The state paradigm

The state paradigm#

What you’ll learn / who it’s for (simulation and training). Why a functional array library like JAX needs an explicit notion of state, how brainpy.state provides it, and how to advance a model through time the right way — never with a bare Python loop. Everything else in the documentation builds on these primitives.

The problem: dynamics without mutable variables#

A spiking network is state evolving in time: membrane potentials, synaptic conductances, eligibility traces. But JAX — the engine underneath brainpy.state — is functional. Its arrays are immutable, and its real power (jit compilation, grad automatic differentiation, vmap batching) comes from transforming pure functions that take values in and return values out.

Threading every hidden variable through every function call by hand would be unbearable for anything larger than a single neuron. brainstate.State resolves the tension: state is held in explicit, trackable containers, so your model code reads imperatively, while the framework still hands JAX the pure functions it needs. (brainpy.state is the point-neuron layer built on brainstate; the two names appear side by side throughout.)

import brainpy
import brainstate
import braintools
import brainunit as u
import jax.numpy as jnp
import matplotlib.pyplot as plt

An NVIDIA GPU may be present on this machine, but a CUDA-enabled jaxlib is not installed. Falling back to cpu.
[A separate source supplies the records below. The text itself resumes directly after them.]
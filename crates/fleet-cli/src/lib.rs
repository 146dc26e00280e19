//! Fleet CLI - Command-line viewer for the deployment management API
//!
//! This CLI gives operators a terminal view of:
//! - Deployments, filtered by location, image, state, address or id prefix
//! - The placements of a deployment and their lifecycle events
//!
//! `--json` turns every command into a non-interactive, machine-readable run.

use clap::{Parser, Subcommand};
use dialoguer::console::Term;
use std::ffi::OsString;
use tracing_subscriber::{layer::SubscriberExt, util::SubscriberInitExt};

pub mod account;
pub mod client;
pub mod commands;
pub mod config;
pub mod error;
pub mod output;
pub mod prompt;
pub mod render;

use commands::list::{self, OutputMode};
use config::CliConfig;
pub use error::{CliError, CliResult};

/// Fleet CLI application
#[derive(Parser)]
#[command(name = "fleet")]
#[command(about = "Fleet - browse deployments and their placements", long_about = None)]
#[command(version)]
struct Cli {
    /// Configuration file path
    #[arg(short, long, env = "FLEET_CONFIG", global = true)]
    config: Option<String>,

    /// Management API endpoint
    #[arg(short, long, env = "FLEET_ENDPOINT", global = true)]
    endpoint: Option<String>,

    /// API token
    #[arg(long, env = "FLEET_TOKEN", hide_env_values = true, global = true)]
    token: Option<String>,

    /// Non-interactive, machine-readable JSON output
    #[arg(long, global = true)]
    json: bool,

    /// Enable verbose output
    #[arg(short, long, global = true)]
    verbose: bool,

    #[command(subcommand)]
    command: Commands,
}

/// Available commands
#[derive(Subcommand)]
enum Commands {
    /// List deployments and browse their placements
    #[command(alias = "ls")]
    List(list::ListArgs),
}

/// Run using the current process arguments.
pub async fn run() -> CliResult<()> {
    run_with_args(std::env::args_os()).await
}

/// Run using the provided argument iterator.
pub async fn run_with_args<I, T>(args: I) -> CliResult<()>
where
    I: IntoIterator<Item = T>,
    T: Into<OsString> + Clone,
{
    let cli = Cli::parse_from(args);

    // Initialize tracing; stdout is reserved for command output
    let filter = if cli.verbose { "debug" } else { "warn" };
    let _ = tracing_subscriber::registry()
        .with(
            tracing_subscriber::EnvFilter::try_from_default_env().unwrap_or_else(|_| filter.into()),
        )
        .with(
            tracing_subscriber::fmt::layer()
                .without_time()
                .with_writer(std::io::stderr),
        )
        .try_init();

    // Load config
    let config = CliConfig::load(cli.config.as_deref())?;
    let endpoint = config.resolve_endpoint(cli.endpoint.as_deref());
    let token = config.resolve_token(cli.token.as_deref());
    tracing::debug!(%endpoint, has_token = token.is_some(), "resolved connection settings");

    // Create client
    let client = client::FleetClient::new(&endpoint, token, config.timeout())?;

    let mode = if cli.json {
        OutputMode::Json
    } else if Term::stdout().is_term() && Term::stderr().is_term() {
        OutputMode::Interactive
    } else {
        OutputMode::Table
    };

    // Execute command
    match cli.command {
        Commands::List(args) => list::execute(args, &client, mode).await,
    }
}

#[cfg(test)]
mod tests {
    use super::*;
    use clap::CommandFactory;
    use fleet_types::DeploymentState;

    #[test]
    fn test_cli_definition() {
        Cli::command().debug_assert();
    }

    #[test]
    fn test_parse_list_with_filters() {
        let cli = Cli::try_parse_from([
            "fleet", "--json", "list", "ab12", "--location", "ams", "--image", "web:1",
            "--state", "running", "--ipv4", "10.1.2.3",
        ])
        .unwrap();
        assert!(cli.json);
        let Commands::List(args) = cli.command;
        assert_eq!(args.deployment_id_prefix.as_deref(), Some("ab12"));
        assert_eq!(args.location.as_deref(), Some("ams"));
        assert_eq!(args.image.as_deref(), Some("web:1"));
        assert_eq!(args.state, Some(DeploymentState::Running));
        assert_eq!(args.ipv4.unwrap().to_string(), "10.1.2.3");
    }

    #[test]
    fn test_json_flag_is_global() {
        let cli = Cli::try_parse_from(["fleet", "list", "--json"]).unwrap();
        assert!(cli.json);
    }

    #[test]
    fn test_invalid_filters_are_rejected() {
        assert!(Cli::try_parse_from(["fleet", "list", "--state", "sleeping"]).is_err());
        assert!(Cli::try_parse_from(["fleet", "list", "--ipv4", "300.1.1.1"]).is_err());
        assert!(Cli::try_parse_from(["fleet", "list", "--location", " "]).is_err());
        assert!(Cli::try_parse_from(["fleet", "list", "ab/cd"]).is_err());
    }
}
State: a trackable, differentiable variable#

A State wraps a value (almost always a JAX array, usually carrying physical units) and exposes it through .value. You read and write .value like an ordinary attribute, but because the container is tracked, the framework can collect it, batch it, checkpoint it, and route gradients through it.
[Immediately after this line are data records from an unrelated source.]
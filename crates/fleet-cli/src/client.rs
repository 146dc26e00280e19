//! HTTP client for the deployment management API

use crate::error::{CliError, CliResult};
use fleet_types::*;
use reqwest::{Client, StatusCode};
use reqwest::Url;
use serde::de::DeserializeOwned;
use std::collections::HashSet;
use std::net::Ipv4Addr;
use std::time::Duration;
use tracing::debug;

/// Deployments requested per page
pub const PAGE_SIZE: u32 = 100;

/// HTTP client for communicating with the management API
pub struct FleetClient {
    client: Client,
    base_url: Url,
    token: Option<String>,
}

/// Filters the service applies on its side of the listing
#[derive(Debug, Clone, Default, PartialEq)]
pub struct DeploymentQuery {
    pub location: Option<String>,
    pub image: Option<String>,
    pub state: Option<DeploymentState>,
    pub ipv4: Option<Ipv4Addr>,
}

impl DeploymentQuery {
    /// Query parameters for the set filters, in a stable order
    pub fn to_params(&self) -> Vec<(&'static str, String)> {
        let mut params = Vec::new();
        if let Some(location) = &self.location {
            params.push(("location", location.clone()));
        }
        if let Some(image) = &self.image {
            params.push(("image", image.clone()));
        }
        if let Some(state) = &self.state {
            params.push(("state", state.as_str().to_string()));
        }
        if let Some(ipv4) = &self.ipv4 {
            params.push(("ipv4", ipv4.to_string()));
        }
        params
    }
}

impl FleetClient {
    /// Create a new client
    pub fn new(endpoint: &str, token: Option<String>, timeout: Duration) -> CliResult<Self> {
        let base_url = Url::parse(endpoint)
            .map_err(|e| CliError::InvalidInput(format!("endpoint '{}': {}", endpoint, e)))?;
        if !matches!(base_url.scheme(), "http" | "https") {
            return Err(CliError::InvalidInput(format!(
                "endpoint '{}' must use http or https",
                endpoint
            )));
        }

        let client = Client::builder()
            .timeout(timeout)
            .user_agent(concat!("fleet-cli/", env!("CARGO_PKG_VERSION")))
            .build()?;

        Ok(Self {
            client,
            base_url,
            token,
        })
    }

    pub fn has_token(&self) -> bool {
        self.token.is_some()
    }

    // ========== Account API ==========

    /// Account the token belongs to
    pub async fn account(&self) -> CliResult<Account> {
        self.get(&["account"], &[]).await
    }

    // ========== Deployment API ==========

    /// List deployments matching `query`, following pagination to the end
    pub async fn list_deployments(
        &self,
        query: &DeploymentQuery,
    ) -> CliResult<Vec<Record<Deployment>>> {
        let mut deployments = Vec::new();
        let mut cursor: Option<String> = None;
        let mut seen = HashSet::new();

        loop {
            let mut params = query.to_params();
            params.push(("limit", PAGE_SIZE.to_string()));
            if let Some(cursor) = &cursor {
                params.push(("cursor", cursor.clone()));
            }

            let page: DeploymentPage = self.get(&["deployments"], &params).await?;
            debug!(
                count = page.deployments.len(),
                cursor = cursor.as_deref().unwrap_or("-"),
                "fetched deployment page"
            );
            deployments.extend(page.deployments);

            match page.next_cursor.filter(|c| !c.is_empty()) {
                None => break,
                Some(next) if !seen.insert(next.clone()) => {
                    return Err(CliError::Protocol(format!(
                        "pagination cursor '{}' repeated",
                        next
                    )));
                }
                Some(next) => cursor = Some(next),
            }
        }

        Ok(deployments)
    }

    /// Get a deployment by ID
    pub async fn get_deployment(
        &self,
        deployment_id: &DeploymentId,
    ) -> CliResult<Record<Deployment>> {
        self.get(&["deployments", deployment_id.as_str()], &[])
            .await
    }

    // ========== Placement API ==========

    /// List placements of a deployment, events included
    pub async fn list_placements(
        &self,
        deployment_id: &DeploymentId,
    ) -> CliResult<Vec<Record<Placement>>> {
        self.get(&["deployments", deployment_id.as_str(), "placements"], &[])
            .await
    }

    // ========== Internal HTTP helpers ==========

    /// `/api/v1/<segments>` under the endpoint, each segment percent-encoded
    fn url(&self, segments: &[&str]) -> CliResult<Url> {
        let mut url = self.base_url.clone();
        url.path_segments_mut()
            .map_err(|_| {
                CliError::InvalidInput(format!("endpoint '{}' cannot take a path", self.base_url))
            })?
            .pop_if_empty()
            .extend(["api", "v1"])
            .extend(segments);
        Ok(url)
    }

    async fn get<T: DeserializeOwned>(
        &self,
        segments: &[&str],
        params: &[(&'static str, String)],
    ) -> CliResult<T> {
        let url = self.url(segments)?;
        debug!(%url, ?params, "GET");

        let mut request = self.client.get(url).query(params);
        if let Some(token) = &self.token {
            request = request.bearer_auth(token);
        }
        let response = request.send().await?;
        self.handle_response(response).await
    }

    async fn handle_response<T: DeserializeOwned>(
        &self,
        response: reqwest::Response,
    ) -> CliResult<T> {
        let status = response.status();

        if status.is_success() {
            Ok(response.json().await?)
        } else if status == StatusCode::NOT_FOUND {
            Err(CliError::NotFound("Resource not found".into()))
        } else if status == StatusCode::UNAUTHORIZED || status == StatusCode::FORBIDDEN {
            let message = response.text().await.unwrap_or_default();
            Err(CliError::Unauthorized(if message.is_empty() {
                "token rejected by the API".into()
            } else {
                message
            }))
        } else {
            let message = response.text().await.unwrap_or_default();
            Err(CliError::Api {
                status: status.as_u16(),
                message,
            })
        }
    }
}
# A scalar state and a matrix state.
voltage = brainstate.State(-65.0 * u.mV)
weights = brainstate.State(jnp.array([[0.1, 0.2], [0.3, 0.4]]))

# Read and update through .value
print(voltage.value)
voltage.value = voltage.value + 5.0 * u.mV
print(voltage.value)

-65. mV
-60. mV

State types carry intent#

brainpy.state distinguishes states by role, and transformations key off the distinction:

  • ParamState — trainable parameters (weights, learnable time constants). brainstate.transform.grad differentiates with respect to these.
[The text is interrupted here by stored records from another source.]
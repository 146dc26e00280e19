//! CLI configuration

use crate::error::{CliError, CliResult};
use serde::{Deserialize, Serialize};
use std::path::PathBuf;

/// Endpoint used when neither flags nor config name one
pub const DEFAULT_ENDPOINT: &str = "https://api.fleet.dev";

/// Request timeout used when the config does not set one
pub const DEFAULT_TIMEOUT_SECS: u64 = 30;

/// CLI configuration
#[derive(Debug, Clone, Serialize, Deserialize, Default)]
pub struct CliConfig {
    /// Management API endpoint
    pub endpoint: Option<String>,

    /// API token
    pub token: Option<String>,

    /// Request timeout in seconds
    pub timeout_seconds: Option<u64>,
}

impl CliConfig {
    /// Load configuration from file
    pub fn load(path: Option<&str>) -> CliResult<Self> {
        let config_path = match path {
            Some(p) => PathBuf::from(p),
            None => Self::default_config_path()?,
        };

        if config_path.exists() {
            let contents = std::fs::read_to_string(&config_path)?;
            let config: CliConfig =
                toml::from_str(&contents).map_err(|e| CliError::Config(e.to_string()))?;
            tracing::debug!(path = %config_path.display(), "loaded config");
            Ok(config)
        } else {
            Ok(CliConfig::default())
        }
    }

    /// Flag/env value wins over the file, which wins over the default
    pub fn resolve_endpoint(&self, flag: Option<&str>) -> String {
        flag.map(str::to_string)
            .or_else(|| self.endpoint.clone())
            .unwrap_or_else(|| DEFAULT_ENDPOINT.to_string())
    }

    pub fn resolve_token(&self, flag: Option<&str>) -> Option<String> {
        flag.map(str::to_string)
            .or_else(|| self.token.clone())
            .filter(|t| !t.trim().is_empty())
    }

    pub fn timeout(&self) -> std::time::Duration {
        std::time::Duration::from_secs(self.timeout_seconds.unwrap_or(DEFAULT_TIMEOUT_SECS))
    }

    /// Get the default configuration file path
    fn default_config_path() -> CliResult<PathBuf> {
        let config_dir = dirs::config_dir()
            .ok_or_else(|| CliError::Config("Cannot find config directory".into()))?;
        Ok(config_dir.join("fleet").join("config.toml"))
    }
}

#[cfg(test)]
mod tests {
    use super::*;
    use std::io::Write;

    #[test]
    fn test_default_config() {
        let config = CliConfig::default();
        assert!(config.endpoint.is_none());
        assert!(config.token.is_none());
        assert_eq!(config.timeout().as_secs(), DEFAULT_TIMEOUT_SECS);
    }

    #[test]
    fn test_load_missing_config() {
        // Should return default config when file doesn't exist
        let config = CliConfig::load(Some("/nonexistent/path/config.toml")).unwrap();
        assert!(config.endpoint.is_none());
    }

    #[test]
    fn test_load_config_file() {
        let mut file = tempfile::NamedTempFile::new().unwrap();
        writeln!(
            file,
            "endpoint = \"http://localhost:9000\"\ntoken = \"abc\"\ntimeout_seconds = 5"
        )
        .unwrap();

        let config = CliConfig::load(file.path().to_str()).unwrap();
        assert_eq!(config.endpoint.as_deref(), Some("http://localhost:9000"));
        assert_eq!(config.token.as_deref(), Some("abc"));
        assert_eq!(config.timeout().as_secs(), 5);
    }

    #[test]
    fn test_malformed_config_is_config_error() {
        let mut file = tempfile::NamedTempFile::new().unwrap();
        writeln!(file, "endpoint = [").unwrap();

        let err = CliConfig::load(file.path().to_str()).unwrap_err();
        assert!(matches!(err, CliError::Config(_)));
    }

    #[test]
    fn test_resolution_precedence() {
        let config = CliConfig {
            endpoint: Some("http://from-file".into()),
            token: Some("file-token".into()),
            timeout_seconds: None,
        };
        assert_eq!(config.resolve_endpoint(Some("http://from-flag")), "http://from-flag");
        assert_eq!(config.resolve_endpoint(None), "http://from-file");
        assert_eq!(CliConfig::default().resolve_endpoint(None), DEFAULT_ENDPOINT);

        assert_eq!(config.resolve_token(Some("flag-token")).as_deref(), Some("flag-token"));
        assert_eq!(config.resolve_token(None).as_deref(), Some("file-token"));
        assert_eq!(CliConfig::default().resolve_token(Some("  ")), None);
    }
}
  • ShortTermState / HiddenState — dynamical variables that evolve every step (membrane potential, conductance) and are reset between runs.

You rarely create these by hand — the built-in neurons and synapses declare them for you — but knowing the split explains how training selects exactly the right variables:

class LeakyUnit(brainstate.nn.Module):
    def __init__(self, size, tau=10.0 * u.ms):
        super().__init__()
        self.tau = brainstate.ParamState(tau)              # trainable
        self.v = brainstate.ShortTermState(jnp.zeros(size) * u.mV)  # dynamical

    def update(self, x):
        dt = brainstate.environ.get_dt()
        self.v.value = self.v.value + (-self.v.value + x) / self.tau.value * dt
        return self.v.value

init_all_states: allocate the dynamical variables#

A freshly constructed model knows its parameters but has not yet allocated its dynamical state — that depends on the batch size you want to run. One call walks the whole module tree and initializes every state:

neuron = brainpy.state.LIF(
    100,
    V_rest=-65. * u.mV, V_th=-50. * u.mV, V_reset=-65. * u.mV,
    tau=10. * u.ms,
)

# Allocate states for a single trial ...
brainstate.nn.init_all_states(neuron)
print('unbatched V shape:', neuron.V.value.shape)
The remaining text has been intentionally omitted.